It was a rainy day yesterday as we were walking around the Port of Echuca. It is the home of the largest collection of working paddle steamers in the world. Daily they paddle up and down the Murray river. At one point along the dock you can walk onto a section that looks out over the river. There is a protective fence where the designers have simply, but cleverly, placed glass panels at “little children” height so that they can look out too. We were there as two small boys, fresh from jumping in puddles, saw these windows, raced up, looked out, and were thrilled by the sights.
If only churches could see this wonderful metaphor. Too often in worship the fences are that high that only the adults can “see” or experience what is going on. For children the service is an hour and 30 minutes of tedium, or they are sent out to “jump in a few puddles” while the adults do the real thing.
Too many churches, in my experience, either ignore the fact that there are children in church or send them out to be entertained elsewhere. There are no “windows” to enable them to participate and adults are often unable or uwilling to hold them up to see over the fence. So the implied message children receive is that there is nothing here for you. In other words, the view, or real worship, is essentially for adults only.
Children are people of God too. Children are called by Jesus as well. Children are in fact a model for us to follow. “Unless you become like one of these …” Too often however, children are left behind a windowless fence and not included and left out of the worship dialogue altogether. They are not given a position from where they can be part of, experience and participate in the worship of the whole family of God.
What can we do to give children kid high windows from which, they too, can be part of the worship by the people of God? What can we do as worshipping communities to reduce the walls which prevent children from being part of the singing, listening, praying, reading. giving and hearing that is our dialogue with God on a Sunday?
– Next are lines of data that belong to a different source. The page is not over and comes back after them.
//! Metrics and observability utilities
//!
//! Provides metrics-rs counters and histograms for plan execution,
//! validation, fallback and snapshot refreshes.

use metrics::{counter, describe_counter, describe_histogram, histogram, Unit};

/// Metrics prefix for all CAIG metrics
pub const METRICS_PREFIX: &str = "caig";

/// Histogram buckets for backend execution latency (in seconds)
pub const EXECUTION_BUCKETS: &[f64] = &[
    0.005,  // 5ms
    0.010,  // 10ms
    0.025,  // 25ms
    0.050,  // 50ms
    0.100,  // 100ms
    0.250,  // 250ms
    0.500,  // 500ms
    1.000,  // 1s
    2.500,  // 2.5s
    5.000,  // 5s
    10.00,  // 10s
];

/// Register all metric descriptions
pub fn register_metrics() {
    describe_counter!(
        format!("{}_plan_executions_total", METRICS_PREFIX),
        Unit::Count,
        "Total number of executed query plans"
    );

    describe_histogram!(
        format!("{}_plan_execution_duration_seconds", METRICS_PREFIX),
        Unit::Seconds,
        "Backend execution latency in seconds"
    );

    describe_histogram!(
        format!("{}_plan_execution_cost", METRICS_PREFIX),
        Unit::Count,
        "Backend-reported or estimated execution cost"
    );

    describe_counter!(
        format!("{}_plan_rejections_total", METRICS_PREFIX),
        Unit::Count,
        "Plans rejected before reaching a backend"
    );

    describe_counter!(
        format!("{}_fallbacks_total", METRICS_PREFIX),
        Unit::Count,
        "Retrieval attempts that fell through to the next strategy"
    );

    describe_counter!(
        format!("{}_strategy_selections_total", METRICS_PREFIX),
        Unit::Count,
        "Rule-based strategy selections"
    );

    describe_counter!(
        format!("{}_snapshot_refreshes_total", METRICS_PREFIX),
        Unit::Count,
        "Catalog and schema context snapshot refreshes"
    );

    tracing::info!("Metrics registered");
}

/// Record a plan that reached a backend
pub fn record_execution(strategy: &str, backend: &str, duration_secs: f64, cost: f64, success: bool) {
    let status = if success { "success" } else { "error" };

    counter!(
        format!("{}_plan_executions_total", METRICS_PREFIX),
        "strategy" => strategy.to_string(),
        "backend" => backend.to_string(),
        "status" => status.to_string()
    )
    .increment(1);

    histogram!(
        format!("{}_plan_execution_duration_seconds", METRICS_PREFIX),
        "backend" => backend.to_string()
    )
    .record(duration_secs);

    histogram!(
        format!("{}_plan_execution_cost", METRICS_PREFIX),
        "backend" => backend.to_string()
    )
    .record(cost);
}

/// Record a plan rejected by admission checks
pub fn record_rejection(strategy: &str, reason: &str) {
    counter!(
        format!("{}_plan_rejections_total", METRICS_PREFIX),
        "strategy" => strategy.to_string(),
        "reason" => reason.to_string()
    )
    .increment(1);
}

/// Record a fallback from one strategy to the next
pub fn record_fallback(from: &str, to: &str) {
    counter!(
        format!("{}_fallbacks_total", METRICS_PREFIX),
        "from" => from.to_string(),
        "to" => to.to_string()
    )
    .increment(1);
}

/// Record the outcome of rule-based strategy selection
pub fn record_strategy(strategy: &str) {
    counter!(
        format!("{}_strategy_selections_total", METRICS_PREFIX),
        "strategy" => strategy.to_string()
    )
    .increment(1);
}

/// Record a snapshot refresh
pub fn record_refresh(snapshot: &str, changed: bool) {
    counter!(
        format!("{}_snapshot_refreshes_total", METRICS_PREFIX),
        "snapshot" => snapshot.to_string(),
        "changed" => changed.to_string()
    )
    .increment(1);
}

#[cfg(test)]
mod tests {
    use super::*;

    #[test]
    fn test_execution_buckets() {
        let mut prev = 0.0;
        for &bucket in EXECUTION_BUCKETS {
            assert!(bucket > prev);
            prev = bucket;
        }
    }

    #[test]
    fn test_recording_without_recorder() {
        // No recorder installed: calls are no-ops and must not panic
        register_metrics();
        record_execution("ENTITY_FIRST", "documents", 0.01, 2.5, true);
        record_rejection("CONTRACT_DIRECT", "low_confidence");
        record_fallback("GRAPH_TRAVERSAL", "VECTOR_SEARCH");
        record_strategy("VECTOR_SEARCH");
        record_refresh("catalog", false);
    }
}
impl EntityDetector for RuleBasedDetector {
    fn detect(&self, text: &str, catalog: &EntityCatalog) -> Detection {
        let lower = text.to_lowercase();
        let mut detection = Detection::default();

        let consumed = self.detect_negations(&lower, catalog, &mut detection);
        self.detect_positives(&lower, &consumed, catalog, &mut detection);

        debug!(
            positives = detection.positive_count(),
            negations = detection.negation_count(),
            unresolved = detection.unresolved_negations.len(),
            "Entity detection complete"
        );
        detection
    }
}

fn hint_kind(hint: &str) -> Option<EntityKind> {
    match hint.trim_end_matches('s') {
        "contractor" | "vendor" | "supplier" => Some(EntityKind::ContractorParty),
        "client" | "customer" => Some(EntityKind::ContractingParty),
        "state" => Some(EntityKind::GoverningLawState),
        "type" => Some(EntityKind::ContractType),
        "clause" => Some(EntityKind::ClauseType),
        _ => None,
    }
}

/// Trim filler words and cut at the first stop word.
///
/// Returns the phrase and the offset (within `raw`) where it ends.
fn clean_phrase(raw: &str) -> Option<(String, usize)> {
    let words = tokenize(raw);
    let start = words
        .iter()
        .position(|(_, word)| !LEADING_FILLER.contains(word))?;

    let kept: Vec<&(Range<usize>, &str)> = words[start..]
        .iter()
        .take_while(|(_, word)| !PHRASE_STOP.contains(word))
        .collect();
    let last = kept.last()?;

    let phrase = kept
        .iter()
        .map(|(_, word)| *word)
        .collect::<Vec<_>>()
        .join(" ");
    Some((phrase, last.0.end))
}

/// Alphanumeric runs with their byte spans
fn tokenize(text: &str) -> Vec<(Range<usize>, &str)> {
    let mut tokens = Vec::new();
    let mut start = None;

    for (i, ch) in text.char_indices() {
        match (ch.is_alphanumeric() || ch == '&', start) {
            (true, None) => start = Some(i),
            (false, Some(s)) => {
                tokens.push((s..i, &text[s..i]));
                start = None;
            }
            _ => {}
        }
    }
    if let Some(s) = start {
        tokens.push((s..text.len(), &text[s..]));
    }
    tokens
}

/// Tokens were adjacent in the text, with no consumed span between them
fn contiguous(window: &[(Range<usize>, &str)]) -> bool {
    window.windows(2).all(|pair| {
        let gap = pair[1].0.start.saturating_sub(pair[0].0.end);
        gap <= 2
    })
}
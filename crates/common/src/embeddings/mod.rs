//! Embedding service abstraction
//!
//! Used by the vector fallback to turn question text into a query vector.
//! Providers:
//! - OpenAI-compatible `/embeddings` endpoints
//! - A deterministic hash embedder for tests and dry runs

use crate::config::EmbeddingConfig;
use crate::errors::{AppError, Result};
use async_trait::async_trait;
use serde::{Deserialize, Serialize};
use sha2::{Digest, Sha256};
use std::sync::Arc;
use std::time::Duration;

/// Trait for embedding generation
#[async_trait]
pub trait Embedder: Send + Sync {
    /// Generate embedding for a single text
    async fn embed(&self, text: &str) -> Result<Vec<f32>>;

    /// Get the model name
    fn model_name(&self) -> &str;
}

/// OpenAI-compatible embedding client
pub struct OpenAIEmbedder {
    client: reqwest::Client,
    api_key: Option<String>,
    model: String,
    base_url: String,
}

#[derive(Serialize)]
struct EmbeddingRequest<'a> {
    input: [&'a str; 1],
    model: &'a str,
}

#[derive(Deserialize)]
struct EmbeddingResponse {
    data: Vec<EmbeddingData>,
}

#[derive(Deserialize)]
struct EmbeddingData {
    embedding: Vec<f32>,
}

impl OpenAIEmbedder {
    /// Create a new embedder
    pub fn new(config: &EmbeddingConfig, base_url: String) -> Result<Self> {
        let client = reqwest::Client::builder()
            .timeout(Duration::from_secs(config.timeout_secs))
            .build()
            .map_err(|e| AppError::Configuration {
                message: format!("Failed to create HTTP client: {}", e),
            })?;

        Ok(Self {
            client,
            api_key: config.api_key.clone(),
            model: config.model.clone(),
            base_url: base_url.trim_end_matches('/').to_string(),
        })
    }

    /// Make request with retry
    async fn request_with_retry(&self, text: &str) -> Result<Vec<f32>> {
        let max_retries = 3;
        let mut last_error = None;

        for attempt in 0..max_retries {
            if attempt > 0 {
                // Exponential backoff
                let delay = Duration::from_millis(100 * 2_u64.pow(attempt));
                tokio::time::sleep(delay).await;
            }

            match self.make_request(text).await {
                Ok(embedding) => return Ok(embedding),
                Err(e) => {
                    tracing::warn!(
                        attempt = attempt + 1,
                        max_retries = max_retries,
                        error = %e,
                        "Embedding request failed, retrying"
                    );
                    last_error = Some(e);
                }
            }
        }

        Err(last_error.unwrap_or_else(|| AppError::Embedding {
            message: "Unknown error after retries".to_string(),
        }))
    }

    async fn make_request(&self, text: &str) -> Result<Vec<f32>> {
        let url = format!("{}/embeddings", self.base_url);

        let mut request = self.client.post(&url).json(&EmbeddingRequest {
            input: [text],
            model: &self.model,
        });
        if let Some(key) = &self.api_key {
            request = request.bearer_auth(key);
        }

        let response = request.send().await.map_err(|e| AppError::Embedding {
            message: format!("Request failed: {}", e),
        })?;

        if !response.status().is_success() {
            let status = response.status();
            let body = response.text().await.unwrap_or_default();
            return Err(AppError::Embedding {
                message: format!("API error {}: {}", status, body),
            });
        }

        let result: EmbeddingResponse = response.json().await.map_err(|e| AppError::Embedding {
            message: format!("Failed to parse response: {}", e),
        })?;

        result
            .data
            .into_iter()
            .next()
            .map(|d| d.embedding)
            .ok_or_else(|| AppError::Embedding {
                message: "Empty response".to_string(),
            })
    }
}

#[async_trait]
impl Embedder for OpenAIEmbedder {
    async fn embed(&self, text: &str) -> Result<Vec<f32>> {
        self.request_with_retry(text).await
    }

    fn model_name(&self) -> &str {
        &self.model
    }
}

/// Deterministic embedder: the same text always yields the same vector
pub struct HashEmbedder {
    dimension: usize,
}

impl HashEmbedder {
    pub fn new(dimension: usize) -> Self {
        Self { dimension }
    }
}

#[async_trait]
impl Embedder for HashEmbedder {
    async fn embed(&self, text: &str) -> Result<Vec<f32>> {
        let mut values = Vec::with_capacity(self.dimension);
        let mut block = Sha256::digest(text.as_bytes());

        while values.len() < self.dimension {
            for byte in block.iter() {
                if values.len() == self.dimension {
                    break;
                }
                values.push(f32::from(*byte) / 255.0);
            }
            block = Sha256::digest(block);
        }
        Ok(values)
    }

    fn model_name(&self) -> &str {
        "hash-embedding"
    }
}

/// Create an embedder from configuration; `None` when no API base is set
pub fn create_embedder(config: &EmbeddingConfig) -> Result<Option<Arc<dyn Embedder>>> {
    match config.api_base.as_deref() {
        Some("hash") => Ok(Some(Arc::new(HashEmbedder::new(256)))),
        Some(base) => Ok(Some(Arc::new(OpenAIEmbedder::new(config, base.to_string())?))),
        None => Ok(None),
    }
}

#[cfg(test)]
mod tests {
    use super::*;

    #[tokio::test]
    async fn test_hash_embedder_is_deterministic() {
        let embedder = HashEmbedder::new(80);
        let a = embedder.embed("contracts about software").await.unwrap();
        let b = embedder.embed("contracts about software").await.unwrap();
        let c = embedder.embed("something else").await.unwrap();

        assert_eq!(a.len(), 80);
        assert_eq!(a, b);
        assert_ne!(a, c);
        assert!(a.iter().all(|v| (0.0..=1.0).contains(v)));
    }

    #[test]
    fn test_create_embedder() {
        let mut config = EmbeddingConfig::default();
        assert!(create_embedder(&config).unwrap().is_none());

        config.api_base = Some("hash".to_string());
        let embedder = create_embedder(&config).unwrap().unwrap();
        assert_eq!(embedder.model_name(), "hash-embedding");

        config.api_base = Some("https://api.openai.com/v1/".to_string());
        let embedder = create_embedder(&config).unwrap().unwrap();
        assert_eq!(embedder.model_name(), "text-embedding-3-small");
    }
}
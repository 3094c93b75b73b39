//! Query safety validation
//!
//! Pure, stateless syntax and injection checks for generated query text.
//! - SQL: dangerous-pattern guard, shape checks, literal scanning
//! - SPARQL: read-only guard, namespace check, structure checks

mod sparql;
mod sql;

pub use sparql::{is_valid_variable_name, sanitize_literal, SparqlValidator};
pub use sql::SqlValidator;

use crate::plan::QueryType;
use serde::Serialize;

/// Result of validating one query text
#[derive(Debug, Clone, PartialEq, Serialize)]
pub struct ValidationOutcome {
    pub is_valid: bool,

    /// Failure reason, or "OK"
    pub message: String,

    /// Non-fatal findings
    pub warnings: Vec<String>,
}

impl ValidationOutcome {
    pub fn valid() -> Self {
        Self {
            is_valid: true,
            message: "OK".to_string(),
            warnings: Vec::new(),
        }
    }

    pub fn invalid(message: impl Into<String>) -> Self {
        Self {
            is_valid: false,
            message: message.into(),
            warnings: Vec::new(),
        }
    }

    pub fn with_warnings(mut self, warnings: Vec<String>) -> Self {
        self.warnings = warnings;
        self
    }
}

/// Validator for one query language
pub trait QueryValidator: Send + Sync {
    fn validate(&self, text: &str) -> ValidationOutcome;

    fn query_type(&self) -> QueryType;
}
impl RetrievalOrchestrator {
    pub fn new(
        catalog: CatalogHandle,
        detector: Arc<dyn EntityDetector>,
        optimizer: QueryOptimizer,
        executor: QueryExecutor,
    ) -> Self {
        Self {
            catalog,
            detector,
            optimizer,
            executor,
            planner: None,
            schema: None,
            embedder: None,
            strict_wiring: false,
        }
    }

    pub fn with_planner(mut self, planner: Arc<dyn QueryPlanner>) -> Self {
        self.planner = Some(planner);
        self
    }

    pub fn with_schema(mut self, schema: Arc<SchemaContextBuilder>) -> Self {
        self.schema = Some(schema);
        self
    }

    pub fn with_embedder(mut self, embedder: Arc<dyn Embedder>) -> Self {
        self.embedder = Some(embedder);
        self
    }

    pub fn with_strict_wiring(mut self, strict: bool) -> Self {
        self.strict_wiring = strict;
        self
    }

    /// Rule-based plan only, without touching any backend
    pub fn rule_plan(&self, text: &str) -> QueryPlan {
        let catalog = self.catalog.snapshot();
        let detection = self.detector.detect(text, &catalog);
        self.optimizer.plan(text, &detection, &catalog)
    }

    #[instrument(skip(self), fields(text_len = text.len()))]
    pub async fn retrieve(&self, text: &str) -> Result<RetrievalOutcome> {
        let rule_plan = self.rule_plan(text);
        let mut tracker = ExecutionTracker::new(text, &rule_plan);

        let mut candidates = Vec::with_capacity(3);
        if let Some(generated) = self.generate_plan(text, &mut tracker).await? {
            candidates.push(("generated", generated));
        }
        let rule_is_vector = rule_plan.strategy == Strategy::VectorSearch;
        candidates.push(("rule_based", rule_plan));
        if !rule_is_vector {
            candidates.push(("vector_fallback", self.optimizer.vector_plan("Semantic fallback")));
        }

        let mut documents = Vec::new();
        let mut strategy = None;
        let mut previous: Option<Strategy> = None;

        for (label, plan) in candidates {
            if needs_embedding(&plan) && self.embedder.is_none() {
                warn!(step = label, "No embedder configured, skipping vector plan");
                continue;
            }
            if let Some(from) = previous {
                metrics::record_fallback(from.as_str(), plan.strategy.as_str());
            }
            previous = Some(plan.strategy);

            let handle = tracker.start_step(
                label,
                plan.strategy,
                plan.target_collection().map(str::to_string),
            )?;

            let plan = match self.bind_embedding(plan, text).await {
                Ok(plan) => plan,
                Err(e) => {
                    warn!(step = label, error = %e, "Failed to embed text");
                    tracker.complete_step(handle, StepOutcome::failed(e.to_string()))?;
                    continue;
                }
            };

            let result = match self.executor.execute_plan(&plan, None, None).await {
                Ok(result) => result,
                Err(e @ AppError::Configuration { .. }) => {
                    error!(step = label, strategy = %plan.strategy, error = %e, "Backend not configured for plan");
                    tracker.complete_step(handle, StepOutcome::failed(e.to_string()))?;
                    if self.strict_wiring {
                        return Err(e);
                    }
                    continue;
                }
                Err(e) => {
                    warn!(step = label, strategy = %plan.strategy, error = %e, "Plan could not be executed");
                    tracker.complete_step(handle, StepOutcome::failed(e.to_string()))?;
                    continue;
                }
            };
            tracker.complete_step(handle, StepOutcome::from_result(&result))?;

            if label == "generated" && result.failure == Some(FailureKind::Validation) {
                if let Some(message) = &result.error_message {
                    tracker.record_validation_error(message.clone())?;
                }
            }

            if !result.fallback_used {
                info!(
                    step = label,
                    strategy = %plan.strategy,
                    documents = result.doc_count(),
                    ru_cost = result.ru_cost,
                    "Retrieval succeeded"
                );
                documents = result.documents;
                strategy = Some(plan.strategy);
                break;
            }
        }

        if strategy.is_none() {
            warn!("Every strategy failed, returning an empty result");
        }

        tracker.finish()?;
        Ok(RetrievalOutcome {
            documents,
            strategy,
            total_cost: tracker.total_cost(),
            attempts: tracker.steps().len(),
            tracker,
        })
    }

    /// Ask the planner; its failures never fail the retrieval
    async fn generate_plan(
        &self,
        text: &str,
        tracker: &mut ExecutionTracker,
    ) -> Result<Option<QueryPlan>> {
        let Some(planner) = &self.planner else {
            return Ok(None);
        };

        let request = match &self.schema {
            Some(schema) => match schema.context().await {
                Ok(context) => PlanRequest::new(text, &context),
                Err(e) => {
                    warn!(error = %e, "Schema context unavailable, planning without it");
                    PlanRequest::text_only(text)
                }
            },
            None => PlanRequest::text_only(text),
        };

        match planner.plan(&request).await {
            Ok(plan) => {
                tracker.attach_generated_plan(&plan)?;
                if tracker.strategy_mismatch() {
                    info!(generated = %plan.strategy, "Planner and rules disagree on strategy");
                }
                Ok(Some(plan))
            }
            Err(e) if e.is_validation_failure() => {
                warn!(error = %e, "Planner returned an invalid plan");
                tracker.record_validation_error(e.to_string())?;
                Ok(None)
            }
            Err(e) => {
                warn!(error = %e, "Planner failed, continuing with rule-based plan");
                Ok(None)
            }
        }
    }

    async fn bind_embedding(&self, plan: QueryPlan, text: &str) -> Result<QueryPlan> {
        match &self.embedder {
            Some(embedder) if needs_embedding(&plan) => {
                let vector = embedder.embed(text).await?;
                Ok(plan.with_parameter(EMBEDDING_PARAMETER, json!(vector)))
            }
            _ => Ok(plan),
        }
    }
}

fn needs_embedding(plan: &QueryPlan) -> bool {
    plan.query_text.contains(EMBEDDING_PARAMETER)
}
Churches are losing young people in droves. What are we doing to make worship an unmissable part of their lives? One part of the answer is to ensure that the child’s place in the community of worshippers is real and appreciated as well as age appropriate – that they can see through the fences. This does not mean that the worship service needs to be “dumbed down”, but it does mean that the worshipping community needs to think of genuine ways in which children, in fact all ages, have a meaningful encounter with their God when the community gathers for public worship.
I would even suggest that if we as adults are more intentional about including children, that is, giving them “windows” and holding them up, that we too will be enriched by the process. Moreover, and most importantly, God will be honoured and worshipped with greater integrity, as all His children gather before Him.